The primary catalyst for the exponential growth of Malta’s financial services industry was the island’s accession to the European Union in 2004, which effectively introduced ‘passporting’ rights so that Malta-registered funds may be passported to any other EU country, with instant access to the EU’s internal market of over 500 million people in 28 EU economies.
This EU passport coupled with an ‘onshore’ robust and comprehensive regulatory framework and bolstered by unparalleled cost- and tax-efficiency crystallised Malta’s current role as a European hub for financial services.
How is Malta’s fund sector regulated?
The Malta Financial Services Authority (MFSA) is the single regulator for financial services in Malta. It regulates and supervises credit and financial institutions, investment, trust and insurance business and also houses Malta’s central Companies Registry.
The Investment Services Act (Chapter 370 of the laws of Malta) establishes the principal regulatory framework governing investment services and Collective Investment Schemes or funds and any investment fund operating in or from Malta is required to procure a licence from the MFSA.
What type of funds may be established in Malta?
The current MFSA Investment Services Rules provide a regulatory framework for the following types of investment funds:
- retail funds (including Maltese non-UCITS and UCITS schemes);
- non-retail funds including Alternative Investor Funds (AIFs) and Professional Investor Funds (PIFs).
Self-managed AIFs which have assets under management in excess of €100 million, or €500 million if the AIF is unleveraged, will be required to operate within the heightened regulatory strictures of the AIFM Directive. Operators not exceeding the said prescribed thresholds qualify as ‘de minimis’ AIFMs.
The Maltese regulatory framework also provides for ‘private funds’. Unlike other fund structures, ‘private funds’ escape full licensing, instead requiring ‘recognition’ by the MFSA.
Maltese funds may also established as “umbrella” type structures, whereby the assets and liabilities of each sub-fund are treated as a patrimony separate from the assets and liabilities of each other sub-fund of such company.
What are the tax benefits of establishing a fund in Malta?
Malta-registered funds are generally not subject to Malta tax.

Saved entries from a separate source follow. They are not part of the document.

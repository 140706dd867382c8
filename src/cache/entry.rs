//! Cache Entry Module
//!
//! Defines cached values, their size estimate and per-entry metadata.

use std::time::Duration;

use serde_json::{Map, Value};

/// Free-form metadata attached to an entry.
pub type Metadata = Map<String, Value>;

// == Cache Value ==
/// A cached payload.
#[derive(Debug, Clone, PartialEq)]
pub enum CacheValue {
    /// Raw binary payload
    Bytes(Vec<u8>),
    /// Text payload
    Text(String),
    /// Structured payload
    Json(Value),
}

impl CacheValue {
    /// Estimated in-memory size used against the cache budget.
    ///
    /// Binary payloads count their byte length. Text counts two bytes per
    /// UTF-16 code unit and structured values count two bytes per UTF-16 code
    /// unit of their serialized JSON. The estimate is kept as-is so capacity
    /// behaves the same as for data sized by existing clients.
    pub fn size_bytes(&self) -> u64 {
        match self {
            CacheValue::Bytes(bytes) => bytes.len() as u64,
            CacheValue::Text(text) => utf16_len(text) * 2,
            CacheValue::Json(value) => utf16_len(&value.to_string()) * 2,
        }
    }
}

fn utf16_len(text: &str) -> u64 {
    text.encode_utf16().count() as u64
}

impl From<String> for CacheValue {
    fn from(value: String) -> Self {
        CacheValue::Text(value)
    }
}

impl From<&str> for CacheValue {
    fn from(value: &str) -> Self {
        CacheValue::Text(value.to_string())
    }
}

impl From<Vec<u8>> for CacheValue {
    fn from(value: Vec<u8>) -> Self {
        CacheValue::Bytes(value)
    }
}

impl From<Value> for CacheValue {
    fn from(value: Value) -> Self {
        CacheValue::Json(value)
    }
}

// == Cache Entry ==
/// Represents a single cache entry with value and metadata.
#[derive(Debug, Clone)]
pub struct CacheEntry {
    /// Key the entry is stored under
    pub key: String,
    /// The stored value
    pub value: CacheValue,
    /// Size charged against the cache budget
    pub size_bytes: u64,
    /// Creation timestamp (Unix milliseconds)
    pub created_at: u64,
    /// Caller-supplied metadata
    pub metadata: Metadata,
}

impl CacheEntry {
    // == Constructor ==
    /// Creates a new entry stamped with the current time.
    pub fn new(key: String, value: CacheValue, metadata: Metadata) -> Self {
        let size_bytes = value.size_bytes();
        Self {
            key,
            value,
            size_bytes,
            created_at: current_timestamp_ms(),
            metadata,
        }
    }

    // == Age ==
    /// Milliseconds elapsed since creation.
    pub fn age_ms(&self) -> u64 {
        current_timestamp_ms().saturating_sub(self.created_at)
    }

    // == Is Expired ==
    /// Checks if the entry is older than `max_age`.
    ///
    /// Boundary condition: an entry whose age equals `max_age` exactly is still
    /// valid; it expires once the age is strictly greater.
    pub fn is_expired(&self, max_age: Duration) -> bool {
        self.age_ms() > max_age.as_millis() as u64
    }
}

// == Utility Functions ==
/// Returns current Unix timestamp in milliseconds.
pub fn current_timestamp_ms() -> u64 {
    chrono::Utc::now().timestamp_millis().max(0) as u64
}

When properly structured, such schemes would benefit from the following:
- No income or company tax is imposed on hedge funds having more than 85% of their underlying assets situated outside Malta;
- No tax on the Net Asset Value of the fund;
- No withholding tax on dividends paid to non-residents;
- No taxation on capital gains on the sale of units by non-residents;
- No stamp duty on issues or transfers of units.
Which fund vehicles are available in Malta?
Under Maltese law, funds may take the following legal forms:
- an investment company constituted by Memorandum and Articles of Association (i.e. SICAVs and INVCOs);
- a commercial partnership constituted by means of a partnership deed;
- a unit trust constituted by a trust deed between a management company and a licensed trustee (regulated by the Trusts and Trustees Act); or
- a mutual fund established by way of contract (otherwise referred to in civil law jurisdictions as “fond commun de placement”);
How are the assets of a Malta fund managed?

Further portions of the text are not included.